- [Recorded data]
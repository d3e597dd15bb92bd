//! Incremental assembly of streamed assistant messages.
//!
//! The model streams an assistant message as a sequence of deltas. Content
//! tokens can be forwarded to the client as they arrive, but tool-call
//! payloads arrive as fragments (name in one delta, argument text spread
//! over many) and must never be acted on until structurally complete. The
//! [`DeltaAssembler`] buffers fragments per tool-call index and only
//! promotes a fragment to a real tool call at end-of-stream, once its id,
//! name, and argument JSON all check out. Fragments that never become
//! complete are folded back into the assistant content verbatim instead of
//! being dropped.

use crate::types::{ChatCompletionChunk, ToolCallDelta, WireFunctionCall, WireToolCall};

/// Buffered state of one streamed tool call.
#[derive(Debug, Default)]
struct PartialToolCall {
    id: Option<String>,
    name: String,
    arguments: String,
}

impl PartialToolCall {
    fn absorb(&mut self, delta: &ToolCallDelta) {
        if let Some(id) = &delta.id {
            self.id = Some(id.clone());
        }
        if let Some(function) = &delta.function {
            if let Some(name) = &function.name {
                self.name.push_str(name);
            }
            if let Some(arguments) = &function.arguments {
                self.arguments.push_str(arguments);
            }
        }
    }

    /// A call is complete once it has an id, a name, and argument text
    /// that parses as JSON. Empty argument text means a no-parameter call.
    fn into_call(self) -> Result<WireToolCall, Self> {
        let arguments = if self.arguments.trim().is_empty() {
            "{}".to_string()
        } else {
            self.arguments.clone()
        };

        let valid_json = serde_json::from_str::<serde_json::Value>(&arguments).is_ok();
        match (&self.id, self.name.is_empty(), valid_json) {
            (Some(id), false, true) => Ok(WireToolCall {
                id: id.clone(),
                kind: "function".to_string(),
                function: WireFunctionCall {
                    name: self.name,
                    arguments,
                },
            }),
            _ => Err(self),
        }
    }

    /// The raw text of an incomplete fragment, preserved for the caller.
    fn raw_text(&self) -> String {
        let mut text = self.name.clone();
        text.push_str(&self.arguments);
        text
    }
}

/// A fully assembled assistant message.
#[derive(Debug)]
pub struct AssembledMessage {
    pub content: String,
    pub tool_calls: Vec<WireToolCall>,
    /// Whether any tool-call fragment was malformed and folded into content.
    pub degraded: bool,
    pub finish_reason: Option<String>,
}

impl AssembledMessage {
    pub fn has_tool_calls(&self) -> bool {
        !self.tool_calls.is_empty()
    }
}

/// Folds streamed deltas into one assistant message.
#[derive(Debug, Default)]
pub struct DeltaAssembler {
    content: String,
    partial: Vec<PartialToolCall>,
    finish_reason: Option<String>,
}

impl DeltaAssembler {
    pub fn new() -> Self {
        Self::default()
    }

    /// Absorb one chunk. Returns the content token carried by the chunk,
    /// if any, so callers can forward it immediately.
    pub fn absorb(&mut self, chunk: &ChatCompletionChunk) -> Option<String> {
        let choice = chunk.choices.first()?;
        if let Some(reason) = &choice.finish_reason {
            self.finish_reason = Some(reason.clone());
        }

        if let Some(tool_calls) = &choice.delta.tool_calls {
            for delta in tool_calls {
                let index = delta.index as usize;
                while self.partial.len() <= index {
                    self.partial.push(PartialToolCall::default());
                }
                self.partial[index].absorb(delta);
            }
        }

        let token = choice.delta.content.clone()?;
        self.content.push_str(&token);
        Some(token)
    }

    /// Whether any tool-call fragment has been seen so far.
    pub fn buffering_tool_calls(&self) -> bool {
        !self.partial.is_empty()
    }

    /// Finalize at end-of-stream.
    pub fn finish(self) -> AssembledMessage {
        let mut content = self.content;
        let mut tool_calls = Vec::new();
        let mut degraded = false;

        for partial in self.partial {
            match partial.into_call() {
                Ok(call) => tool_calls.push(call),
                Err(partial) => {
                    content.push_str(&partial.raw_text());
                    degraded = true;
                }
            }
        }

        AssembledMessage {
            content,
            tool_calls,
            degraded,
            finish_reason: self.finish_reason,
        }
    }
}
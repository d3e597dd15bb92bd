use thiserror::Error;

/// Errors from the model-completion collaborator.
///
/// All of these are request-fatal: the orchestrator surfaces them to the
/// caller as a wire-level error instead of retrying.
#[derive(Debug, Error)]
#[non_exhaustive]
pub enum ModelError {
    /// The upstream could not be reached.
    #[error("network: {0}")]
    Network(String),

    /// The upstream returned an error response.
    #[error("upstream api {status}: {body}")]
    Api { status: u16, body: String },

    /// The upstream response could not be interpreted.
    #[error("invalid upstream response: {0}")]
    InvalidResponse(String),

    /// The chunk stream broke mid-response.
    #[error("stream: {0}")]
    Stream(String),
}
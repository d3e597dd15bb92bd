//! OpenAI-compatible chat wire protocol.
//!
//! This crate defines the wire shapes the gateway speaks on both sides:
//! inbound chat-completion requests from clients and outbound completions
//! or streaming chunks, plus the same shapes when talking to the upstream
//! model. It also provides the incremental machinery needed for streaming:
//!
//! - [`SseParser`] / [`encode_frame`]: server-sent-event framing.
//! - [`DeltaAssembler`]: folds a sequence of `chat.completion.chunk`
//!   deltas into one assistant message, buffering partial tool-call
//!   payloads until they are structurally complete.
//!
//! No I/O happens here; everything is pure data and parsing.

mod sse;
mod stream;
mod types;

pub use sse::{DONE_SENTINEL, SseEvent, SseParser, done_frame, encode_frame};
pub use stream::{AssembledMessage, DeltaAssembler};
pub use types::{
    ChatCompletion, ChatCompletionChunk, ChatCompletionRequest, Choice, ChunkChoice, Delta,
    FunctionDef, FunctionDelta, ToolCallDelta, ToolDef, Usage, WireFunctionCall, WireMessage,
    WireToolCall, completion_id,
};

- [Assigned task] Each line of the entries that contains the word "WireFunctionCall" should be listed.

- [Solution to this problem]
use crate::types::{ChatCompletionChunk, ToolCallDelta, WireFunctionCall, WireToolCall};
                function: WireFunctionCall {
    FunctionDef, FunctionDelta, ToolCallDelta, ToolDef, Usage, WireFunctionCall, WireMessage,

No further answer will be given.